Sets out the consequences for fiction and fictional analysis of the fact that although neural processing is massively parallel, speech and writing are serial. In particular, the paper shows how this discrepancy has led critics to assume that the ‘stream of consciousness’ must have a serial structure in real minds as it tends to in fiction. Joyce’s Ulysses is presented as an example of how spatiotemporal and cognitive parallelism can be conveyed in language, and hence helps us understand the mind as well as literature. The article includes sections on working memory, semantic processing across the two hemispheres, and the distinction between interior monologue and stream of consciousness.

Caracciolo, M. (2014). Punctuating minds: Non-verbal cues for consciousness representation in literary narrative. Journal of Literary Semantics, 43(1), 43-69. http://www.rug.nl/research/portal/files/13792506/jls_2014_0003.pdf (full text)

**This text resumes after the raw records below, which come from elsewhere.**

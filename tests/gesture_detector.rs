use dragwatch::gesture::{DragThresholds, DraggedFileEntry, GestureDetector, GesturePhase};
use dragwatch::{ManualClock, Point};
use std::sync::atomic::{AtomicBool, AtomicUsize, Ordering};
use std::sync::Arc;
use std::thread;

fn two_files() -> Vec<DraggedFileEntry> {
    vec![
        DraggedFileEntry::from_path("/tmp/a.txt"),
        DraggedFileEntry::from_path("/tmp/b.png"),
    ]
}

fn detector(files: Vec<DraggedFileEntry>) -> (GestureDetector, Arc<AtomicUsize>) {
    let calls = Arc::new(AtomicUsize::new(0));
    let counter = calls.clone();
    let provider = move || {
        counter.fetch_add(1, Ordering::SeqCst);
        files.clone()
    };
    let detector = GestureDetector::new(
        DragThresholds::default(),
        Arc::new(provider),
        Arc::new(ManualClock::new(0)),
    );
    (detector, calls)
}

/// Press at the origin at t=0, then walk along the x axis.
fn drag(detector: &GestureDetector, steps: &[(f64, u64)]) -> usize {
    detector.on_button_down(Point::new(0.0, 0.0), 0);
    let mut x = 0.0;
    let mut wakes = 0;
    for &(dx, t) in steps {
        x += dx;
        if detector.on_move(Point::new(x, 0.0), t) {
            wakes += 1;
        }
        detector.evaluate();
    }
    wakes
}

#[test]
fn thresholds_met_exactly_confirm_the_drag() {
    let (detector, calls) = detector(two_files());
    let wakes = drag(
        &detector,
        &[(5.0, 10), (5.0, 20), (5.0, 30), (5.0, 40), (5.0, 50)],
    );

    assert_eq!(wakes, 1);
    assert_eq!(calls.load(Ordering::SeqCst), 1);
    assert!(detector.has_active_drag());
    assert_eq!(detector.phase(), GesturePhase::ConfirmedDrag);
    assert_eq!(detector.file_count(), 2);
    assert_eq!(detector.dragged_files_at(60).len(), 2);
    assert!(detector.snapshot().has_files);
}

#[test]
fn distance_one_unit_short_does_not_confirm() {
    let (detector, calls) = detector(two_files());
    drag(
        &detector,
        &[(5.0, 10), (5.0, 20), (5.0, 30), (5.0, 40), (4.0, 50)],
    );
    assert!(!detector.has_active_drag());
    assert_eq!(calls.load(Ordering::SeqCst), 0);
}

#[test]
fn duration_one_unit_short_does_not_confirm() {
    let (detector, calls) = detector(two_files());
    drag(
        &detector,
        &[(5.0, 10), (5.0, 20), (5.0, 30), (5.0, 40), (5.0, 49)],
    );
    assert!(!detector.has_active_drag());
    assert_eq!(calls.load(Ordering::SeqCst), 0);
}

#[test]
fn move_count_one_short_does_not_confirm() {
    let (detector, calls) = detector(two_files());
    drag(&detector, &[(5.0, 10), (5.0, 20), (5.0, 30), (10.0, 50)]);
    assert!(!detector.has_active_drag());
    assert_eq!(calls.load(Ordering::SeqCst), 0);
    assert_eq!(detector.phase(), GesturePhase::PotentialDrag);
}

#[test]
fn empty_file_list_never_confirms() {
    let (detector, calls) = detector(Vec::new());
    let steps: Vec<(f64, u64)> = (1..=20).map(|i| (5.0, i * 10)).collect();
    drag(&detector, &steps);
    assert!(!detector.has_active_drag());
    assert_eq!(calls.load(Ordering::SeqCst), 1);
}

#[test]
fn release_before_thresholds_goes_straight_to_idle() {
    let (detector, calls) = detector(two_files());
    drag(&detector, &[(5.0, 10), (5.0, 20)]);
    detector.on_button_up(30);
    assert_eq!(detector.phase(), GesturePhase::Idle);
    assert!(detector.dragged_files_at(31).is_empty());
    assert_eq!(calls.load(Ordering::SeqCst), 0);
}

#[test]
fn files_stay_readable_for_the_grace_period() {
    let (detector, _calls) = detector(two_files());
    drag(
        &detector,
        &[(5.0, 10), (5.0, 20), (5.0, 30), (5.0, 40), (5.0, 50)],
    );
    detector.on_button_up(100);

    assert!(!detector.has_active_drag());
    assert_eq!(detector.file_count(), 0);
    assert_eq!(detector.phase(), GesturePhase::Ended);
    assert_eq!(detector.dragged_files_at(599).len(), 2);

    detector.tick(300);
    assert_eq!(detector.phase(), GesturePhase::GracePeriod);
    assert_eq!(detector.dragged_files_at(300).len(), 2);

    assert!(detector.dragged_files_at(600).is_empty());
    detector.tick(600);
    assert_eq!(detector.phase(), GesturePhase::Idle);
    assert!(detector.dragged_files_at(601).is_empty());
}

#[test]
fn next_press_clears_files_before_the_grace_period_ends() {
    let (detector, calls) = detector(two_files());
    drag(
        &detector,
        &[(5.0, 10), (5.0, 20), (5.0, 30), (5.0, 40), (5.0, 50)],
    );
    detector.on_button_up(100);
    detector.on_button_down(Point::new(50.0, 50.0), 150);

    assert!(detector.dragged_files_at(150).is_empty());
    assert_eq!(detector.phase(), GesturePhase::PotentialDrag);
    assert!(!detector.snapshot().has_files);
    assert_eq!(calls.load(Ordering::SeqCst), 1);
}

#[test]
fn distance_is_the_sum_of_steps() {
    let (detector, _calls) = detector(Vec::new());
    detector.on_button_down(Point::new(0.0, 0.0), 0);

    let mut expected = 0.0;
    let mut point = Point::new(0.0, 0.0);
    for i in 0..250u64 {
        let dx = ((i * 7) % 11) as f64 - 5.0;
        let dy = ((i * 3) % 5) as f64 - 2.0;
        let next = Point::new(point.x + dx, point.y + dy);
        expected += point.distance_to(next);
        point = next;
        detector.on_move(next, i + 1);

        let state = detector.snapshot();
        assert_eq!(state.trajectory.len(), (state.move_count as usize).min(100));
    }

    let state = detector.snapshot();
    assert!((state.total_distance - expected).abs() < 1e-6);
    assert_eq!(state.move_count, 250);
    assert_eq!(state.trajectory.len(), 100);
    assert_eq!(state.trajectory.back(), Some(&state.last_point));
}

#[test]
fn concurrent_readers_never_see_torn_state() {
    let (detector, _calls) = detector(Vec::new());
    let detector = Arc::new(detector);
    let done = Arc::new(AtomicBool::new(false));

    let readers: Vec<_> = (0..4)
        .map(|_| {
            let detector = detector.clone();
            let done = done.clone();
            thread::spawn(move || {
                let mut checked = 0u64;
                while !done.load(Ordering::Acquire) {
                    let state = detector.snapshot();
                    match state.trajectory.back() {
                        Some(back) => assert_eq!(*back, state.last_point),
                        None => assert_eq!(state.move_count, 0),
                    }
                    assert_eq!(
                        state.trajectory.len(),
                        (state.move_count as usize).min(state.trajectory.capacity())
                    );
                    checked += 1;
                }
                checked
            })
        })
        .collect();

    for gesture in 0..20u64 {
        detector.on_button_down(Point::new(0.0, 0.0), gesture * 1_000);
        for i in 1..=300u64 {
            detector.on_move(
                Point::new(i as f64, (i % 7) as f64),
                gesture * 1_000 + i,
            );
        }
        detector.on_button_up(gesture * 1_000 + 301);
    }
    done.store(true, Ordering::Release);

    for reader in readers {
        reader.join().unwrap();
    }
}

#[test]
fn quick_release_is_confirmed_once_evaluated() {
    let (detector, calls) = detector(two_files());
    detector.on_button_down(Point::new(0.0, 0.0), 0);
    let mut x = 0.0;
    for t in [10, 20, 30, 40, 50] {
        x += 5.0;
        detector.on_move(Point::new(x, 0.0), t);
    }
    detector.on_button_up(51);
    assert_eq!(calls.load(Ordering::SeqCst), 0);

    let confirmed = detector.evaluate().expect("drag confirmed after release");
    assert_eq!(confirmed.file_count, 2);
    assert!(confirmed.released);
    assert_eq!(calls.load(Ordering::SeqCst), 1);
    assert!(!detector.has_active_drag());
    assert_eq!(detector.dragged_files_at(300).len(), 2);
    assert!(detector.dragged_files_at(551).is_empty());
}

Suggests that non-verbal cues like punctuation and typographic marks (capitalisation, indenting, spacing) can help to represent features of consciousness that can’t easily be conveyed in words (on analogy with qualities or accompaniments of spoken language such as volume, tone, rhythm, and gesture). They can also create disruptions that may evoke altered, non-ordinary, or unfamiliar states of consciousness such as bizarre dreams, experiences of impossible spaces, or an autistic state of mind. Overall, the paper advances the notion that verbal meaning, paralinguistic cues, and communicative context (e.g. literary narrative) all contribute to guiding reader’s interpretations of the storyworld and the characters within it.

Caracciolo, M. (2012). Fictional consciousnesses: A reader’s manual. Style, 46(1), 42-65. http://www.academia.edu/download/5199729/Caracciolo__Fictional_Consciousnesses._A_Reader_s_Manual.pdf (full text)

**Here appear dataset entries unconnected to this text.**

impl DragThresholds {
    pub fn is_met(&self, state: &DragState) -> bool {
        state.total_distance >= self.min_distance
            && state.elapsed_ms() >= self.min_duration_ms
            && state.move_count >= self.min_move_count
            && state.displacement() >= self.min_displacement
    }
}

impl Default for DragThresholds {
    fn default() -> Self {
        Self::from(&MonitorConfig::default())
    }
}

impl From<&MonitorConfig> for DragThresholds {
    fn from(config: &MonitorConfig) -> Self {
        Self {
            min_distance: config.min_drag_distance,
            min_duration_ms: config.min_drag_duration_ms,
            min_move_count: config.min_move_count,
            min_displacement: config.min_displacement,
            trajectory_capacity: config.trajectory_capacity,
            grace_period_ms: config.grace_period_ms,
        }
    }
}

#[derive(Debug, Default)]
struct FileCache {
    generation: u32,
    files: Vec<DraggedFileEntry>,
}

/// File-drag state machine.
///
/// `on_button_down`, `on_move` and `on_button_up` run on the producer thread
/// and only touch atomics and the [`DoubleBuffer`]. `evaluate` and `tick` run
/// on the coalescer thread; `evaluate` is where the provider is called.
pub struct GestureDetector {
    thresholds: DragThresholds,
    provider: Arc<dyn FileListProvider>,
    clock: Arc<dyn Clock>,
    state: DoubleBuffer<DragState>,
    word: AtomicU64,
    /// Generation whose thresholds were just met and still awaits its query.
    armed: AtomicU32,
    grace_deadline_ms: AtomicU64,
    files: Mutex<FileCache>,
    queries: AtomicU64,
}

Argues that consciousness resists representation; it is not something ‘in the text’, but is attributed to fictional characters by readers on the basis of external signs like gesture and psychological language. Consciousness attribution is one half of the story; the other is consciousness enactment. The interplay of the two is discussed using the opening of Faulkner’s The Sound of Fury, which helps show that the reader can experience the storyworld even if no character does. Consciousness enactment is argued to involve a merging of the reader’s consciousness with the consciousness attributed to a fictional character.

Vermeule, B. (2015). The new unconscious: A literary guided tour. In L. Zunshine (Ed.), The Oxford handbook of cognitive literary studies (pp. 463-482). New York: Oxford University Press. https://books.google.co.uk/books?isbn=0199978069 (partial preview), http://www.oxfordhandbooks.com/view/10.1093/oxfordhb/9780199978069.001.0001/oxfordhb-9780199978069-e-28?&mediaType=Article (paywall)

Outlines the differences between the contemporary understanding of the unconscious and the psychoanalytic dynamic unconscious, and reflects on the appeal of neuro-explanations, and the challenges and rewards of leaving psychoanalysis behind. The chapter offers some rough literary equivalents for various experimentally demonstrated features of the unconscious: a visual illusion called the flash lag effect (temporal breakdown in Paradise Lost), heuristics and biases (in Austen’s Emma), and automatic processing (in The Canterbury Tales).